### THE PROBLEM
The lines to return are those below that contain the word "links".

### RECORD EXCERPTS
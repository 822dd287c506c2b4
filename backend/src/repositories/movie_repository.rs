//! Database repository for the movie catalog.
//!
//! Provides CRUD operations for movies and maintains their many-to-many
//! relation with categories.

use crate::database::models::{Movie, MovieData};
use anyhow::Result;
use chrono::Utc;
use sqlx::{SqliteConnection, SqlitePool};

const MOVIE_COLUMNS: &str = "m.id, m.title, m.description, m.year, m.duration_minutes, \
     m.poster_original, m.backdrop_original, m.is_new, m.is_active, m.is_student_production, \
     m.is_from_festival, m.created_at, m.updated_at";

/// Repository for movie database operations.
pub struct MovieRepository<'a> {
    /// Shared SQLite connection pool
    pool: &'a SqlitePool,
}

impl<'a> MovieRepository<'a> {
    pub fn new(pool: &'a SqlitePool) -> Self {
        Self { pool }
    }

    /// Creates a movie together with its category links.
    ///
    /// # Arguments
    /// * `data` - Movie attributes; absent uploads are stored as empty paths
    ///
    /// # Returns
    /// The newly created Movie
    pub async fn create_movie(&self, data: &MovieData) -> Result<Movie> {
        let mut tx = self.pool.begin().await?;
        let now = Utc::now();

        let movie = sqlx::query_as::<_, Movie>(
            r#"
            INSERT INTO movies (title, description, year, duration_minutes, poster_original,
                backdrop_original, is_new, is_active, is_student_production, is_from_festival,
                created_at, updated_at)
            VALUES (?, ?, ?, ?, ?, ?, ?, ?, ?, ?, ?, ?)
            RETURNING id, title, description, year, duration_minutes, poster_original,
                backdrop_original, is_new, is_active, is_student_production, is_from_festival,
                created_at, updated_at
            "#,
        )
        .bind(&data.title)
        .bind(&data.description)
        .bind(data.year)
        .bind(data.duration_minutes)
        .bind(data.poster_original.as_deref().unwrap_or_default())
        .bind(data.backdrop_original.as_deref().unwrap_or_default())
        .bind(data.is_new)
        .bind(data.is_active)
        .bind(data.is_student_production)
        .bind(data.is_from_festival)
        .bind(now)
        .bind(now)
        .fetch_one(&mut *tx)
        .await?;

        Self::replace_categories(&mut *tx, movie.id, &data.category_ids).await?;
        tx.commit().await?;

        Ok(movie)
    }

    /// Overwrites a movie's attributes and replaces its category set.
    ///
    /// Images are only replaced when the data carries a new upload.
    ///
    /// # Returns
    /// `Some(Movie)` if the movie exists, `None` otherwise
    pub async fn update_movie(&self, id: i64, data: &MovieData) -> Result<Option<Movie>> {
        let mut tx = self.pool.begin().await?;

        let movie = sqlx::query_as::<_, Movie>(
            r#"
            UPDATE movies
            SET title = ?,
                description = ?,
                year = ?,
                duration_minutes = ?,
                poster_original = COALESCE(?, poster_original),
                backdrop_original = COALESCE(?, backdrop_original),
                is_new = ?,
                is_active = ?,
                is_student_production = ?,
                is_from_festival = ?,
                updated_at = ?
            WHERE id = ?
            RETURNING id, title, description, year, duration_minutes, poster_original,
                backdrop_original, is_new, is_active, is_student_production, is_from_festival,
                created_at, updated_at
            "#,
        )
        .bind(&data.title)
        .bind(&data.description)
        .bind(data.year)
        .bind(data.duration_minutes)
        .bind(data.poster_original.as_deref())
        .bind(data.backdrop_original.as_deref())
        .bind(data.is_new)
        .bind(data.is_active)
        .bind(data.is_student_production)
        .bind(data.is_from_festival)
        .bind(Utc::now())
        .bind(id)
        .fetch_optional(&mut *tx)
        .await?;

        let Some(movie) = movie else {
            return Ok(None);
        };

        Self::replace_categories(&mut *tx, movie.id, &data.category_ids).await?;
        tx.commit().await?;

        Ok(Some(movie))
    }

    async fn replace_categories(
        conn: &mut SqliteConnection,
        movie_id: i64,
        category_ids: &[i64],
    ) -> Result<()> {
        sqlx::query("DELETE FROM movie_categories WHERE movie_id = ?")
            .bind(movie_id)
            .execute(&mut *conn)
            .await?;

        for category_id in category_ids {
            sqlx::query(
                "INSERT OR IGNORE INTO movie_categories (movie_id, category_id) VALUES (?, ?)",
            )
            .bind(movie_id)
            .bind(category_id)
            .execute(&mut *conn)
            .await?;
        }

        Ok(())
    }

    pub async fn get_movie_by_id(&self, id: i64) -> Result<Option<Movie>> {
        let movie = sqlx::query_as::<_, Movie>(&format!(
            "SELECT {MOVIE_COLUMNS} FROM movies m WHERE m.id = ?"
        ))
        .bind(id)
        .fetch_optional(self.pool)
        .await?;

        Ok(movie)
    }

    /// Lists movies visible to users.
    pub async fn list_active_movies(&self) -> Result<Vec<Movie>> {
        let movies = sqlx::query_as::<_, Movie>(&format!(
            "SELECT {MOVIE_COLUMNS} FROM movies m WHERE m.is_active = 1 ORDER BY m.id"
        ))
        .fetch_all(self.pool)
        .await?;

        Ok(movies)
    }

    /// Lists visible movies tagged with the category `slug`.
    pub async fn list_active_movies_by_category_slug(&self, slug: &str) -> Result<Vec<Movie>> {
        let movies = sqlx::query_as::<_, Movie>(&format!(
            r#"
            SELECT DISTINCT {MOVIE_COLUMNS}
            FROM movies m
            JOIN movie_categories mc ON mc.movie_id = m.id
            JOIN categories c ON c.id = mc.category_id
            WHERE m.is_active = 1 AND c.slug = ?
            ORDER BY m.id
            "#
        ))
        .bind(slug)
        .fetch_all(self.pool)
        .await?;

        Ok(movies)
    }

    /// Deletes a movie; its category links go with it.
    ///
    /// # Returns
    /// `true` if a row was removed
    pub async fn delete_movie(&self, id: i64) -> Result<bool> {
        let result = sqlx::query("DELETE FROM movies WHERE id = ?")
            .bind(id)
            .execute(self.pool)
            .await?;

        Ok(result.rows_affected() > 0)
    }

    /// Deletes every movie.
    ///
    /// # Returns
    /// Number of movie rows removed
    pub async fn delete_all_movies(&self) -> Result<u64> {
        let result = sqlx::query("DELETE FROM movies").execute(self.pool).await?;
        Ok(result.rows_affected())
    }
}

#[cfg(test)]
mod tests {
    use super::*;
    use crate::database::models::CreateCategory;
    use crate::database::test_pool;
    use crate::repositories::category_repository::CategoryRepository;

    fn movie(title: &str, category_ids: Vec<i64>, is_active: bool) -> MovieData {
        MovieData {
            title: title.to_string(),
            description: "A film".to_string(),
            year: 1999,
            duration_minutes: 136,
            category_ids,
            is_new: false,
            is_active,
            is_student_production: false,
            is_from_festival: false,
            poster_original: None,
            backdrop_original: None,
        }
    }

    #[tokio::test]
    async fn test_active_filter_and_category_filter() {
        let pool = test_pool().await;
        let categories = CategoryRepository::new(&pool);
        let scifi = categories
            .create_category(&CreateCategory {
                name: "Sci-Fi".to_string(),
                slug: "sci-fi".to_string(),
            })
            .await
            .unwrap();
        let drama = categories
            .create_category(&CreateCategory {
                name: "Drama".to_string(),
                slug: "drama".to_string(),
            })
            .await
            .unwrap();

        let repo = MovieRepository::new(&pool);
        let matrix = repo
            .create_movie(&movie("The Matrix", vec![scifi.id], true))
            .await
            .unwrap();
        repo.create_movie(&movie("Hidden", vec![scifi.id], false))
            .await
            .unwrap();
        repo.create_movie(&movie("Drama Film", vec![drama.id], true))
            .await
            .unwrap();

        let active = repo.list_active_movies().await.unwrap();
        assert_eq!(active.len(), 2);
        assert!(active.iter().all(|m| m.is_active));

        let scifi_movies = repo
            .list_active_movies_by_category_slug("sci-fi")
            .await
            .unwrap();
        assert_eq!(scifi_movies.len(), 1);
        assert_eq!(scifi_movies[0].id, matrix.id);

        let tags = categories.get_categories_for_movie(matrix.id).await.unwrap();
        assert_eq!(tags.len(), 1);
        assert_eq!(tags[0].slug, "sci-fi");
    }

    #[tokio::test]
    async fn test_update_keeps_images_and_replaces_categories() {
        let pool = test_pool().await;
        let categories = CategoryRepository::new(&pool);
        let first = categories
            .create_category(&CreateCategory {
                name: "First".to_string(),
                slug: "first".to_string(),
            })
            .await
            .unwrap();
        let second = categories
            .create_category(&CreateCategory {
                name: "Second".to_string(),
                slug: "second".to_string(),
            })
            .await
            .unwrap();

        let repo = MovieRepository::new(&pool);
        let mut data = movie("Original", vec![first.id], true);
        data.poster_original = Some("movies/posters/original.jpg".to_string());
        let created = repo.create_movie(&data).await.unwrap();

        let mut update = movie("Renamed", vec![second.id], true);
        update.duration_minutes = 90;
        let updated = repo.update_movie(created.id, &update).await.unwrap().unwrap();

        assert_eq!(updated.title, "Renamed");
        assert_eq!(updated.poster_original, "movies/posters/original.jpg");
        let tags = categories
            .get_categories_for_movie(created.id)
            .await
            .unwrap();
        assert_eq!(tags.len(), 1);
        assert_eq!(tags[0].id, second.id);

        assert!(repo.update_movie(9999, &update).await.unwrap().is_none());
    }

    #[tokio::test]
    async fn test_delete_all_movies_counts_rows() {
        let pool = test_pool().await;
        let repo = MovieRepository::new(&pool);
        for title in ["One", "Two", "Three"] {
            repo.create_movie(&movie(title, Vec::new(), true))
                .await
                .unwrap();
        }

        assert_eq!(repo.delete_all_movies().await.unwrap(), 3);
        assert!(repo.list_active_movies().await.unwrap().is_empty());
        assert_eq!(repo.delete_all_movies().await.unwrap(), 0);
    }
}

### RESULT
    /// Creates a movie together with its category links.
    /// Deletes a movie; its category links go with it.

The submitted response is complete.